Decided: December 23, 1988.

HALLIBURTON COMPANY, PLAINTIFF,
v.
SAM MOR AND JOSEPH OFECK, DEFENDANTS



Sween, J.s.c.

Sween

The issue in this case is whether a judgment debtor's individual retirement account (IRA) is exempt from a judgment creditor's levy of execution to satisfy a judgment.

In 1983 plaintiff obtained a judgment against defendants, jointly and severally, for $63,134.25. The judgment has been unpaid except for $500 obtained from a levy on a bank account of one of the defendants in 1983. Plaintiff has now levied execution on an "IRA Account" of defendant Joseph Ofeck and

when plaintiff made an application for an order directing the bank to pay the proceeds to the sheriff to be applied to the satisfaction of plaintiff's judgment, defendant opposed the application on the grounds that the "IRA Account" was exempt from levied execution by judgment creditors under the Federal Employee Retirement Income Security Act ("ERISA").

Generally, all property of a judgment debtor is subject to levy to satisfy a judgment under the provisions of N.J.S.A. 2A:17-15 et seq. except property reserved under N.J.S.A. 2A:17-19 and property specifically exempted by state or federal legislation. New Jersey has exempted certain governmental pensions from execution. N.J.S.A. 43:13-9; N.J.S.A. 43:18-12; N.J.S.A. 43:10-18.22, 18.71, 105; N.J.S.A. 43:16-7; N.J.S.A. 43:7-13; N.J.S.A. 43:10-57; N.J.S.A. 18A:66-116; N.J.S.A. 43:14-42; N.J.S.A. 43:19-17; N.J.S.A. 43:13-37.5; and 44. The federal government has exempted certain private pensions from execution under the Employee Retirement Income Security Act ("ERISA"), 29 U.S.C.A. § 1056(b)(1). However, neither New Jersey nor the federal government has enacted legislation which exempts all pensions or retirement benefits from execution.

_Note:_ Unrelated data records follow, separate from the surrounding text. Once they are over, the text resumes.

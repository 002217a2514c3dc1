use crate::clients::entity_client::EntityClient;
use crate::http::{ApiError, ResourceClient};
use crate::model::{Job, JobCreate, JobSearch, JobUpdate};
use tracing::{debug, info, instrument};

/// Client for job postings.
#[derive(Clone)]
pub struct JobClient {
    inner: ResourceClient<Job>,
}

impl JobClient {
    pub fn new(inner: ResourceClient<Job>) -> Self {
        Self { inner }
    }

    /// `GET /jobs?q=..&location=..`
    #[instrument(skip(self))]
    pub async fn search(&self, search: &JobSearch) -> Result<Vec<Job>, ApiError> {
        let jobs = self.inner.list(search.to_query()).await?;
        debug!(count = jobs.len(), "Search returned");
        Ok(jobs)
    }

    #[instrument(skip(self, job))]
    pub async fn create(&self, job: &JobCreate) -> Result<Job, ApiError> {
        debug!(?job, "Posting job");
        let created = self.inner.create(job).await?;
        info!(job_id = %created.id, "Job posted");
        Ok(created)
    }

    #[instrument(skip(self))]
    pub async fn update(&self, id: String, update: &JobUpdate) -> Result<Job, ApiError> {
        self.inner.update(&id, update).await
    }

    /// `POST /jobs/{id}/close`
    #[instrument(skip(self))]
    pub async fn close(&self, id: String) -> Result<Job, ApiError> {
        self.inner.action::<(), Job>(&id, "close", None).await
    }
}

impl EntityClient<Job> for JobClient {
    fn inner(&self) -> &ResourceClient<Job> {
        &self.inner
    }
}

Although defendant correctly asserts that ERISA exempts qualifying private pensions from execution except in family support situations such as in Ward v. Ward, 164 N.J. Super. 354 (Ch.Div.1978) and the dicta in Northwest Airlines v. Roemer, 603 F. Supp. 7 (D.Minn.1984) which stated, "[The] only exception to the general rule against garnishment appears to be where a debt is owed to an employee's spouse," defendant's argument presupposes that an "IRA" bank account is a qualified ERISA pension or retirement plan. Defendant relies upon the dicta in Mallory v. Mallory, 179 N.J. Super. 556 (Ch.Div.1981) which provided:

The Congress, in establishing the IRA accounts as part of the comprehensive Employee Retirement Income Security Act (hereinafter ERISA), provided that there was to be no alienation or assignment of benefits, 29 U.S.C.A. § 1056(d)(1). [At 559.]

After a careful reading of ERISA, the court respectfully disagrees with the court's finding in the Mallory case and concludes that individual retirement accounts (IRA) are not pension plans exempted from execution but are merely tax preferred savings accounts whose funds are available to the depositor upon payment of certain penalties.

IRA savings accounts do not meet the following criteria of ERISA-qualified pension or retirement plans:

1. "Pension Plan" is defined by "ERISA" as meaning

(i) provides retirement income to employees, or (ii) results in a deferral of income by employees for periods extending to the termination of covered employment ...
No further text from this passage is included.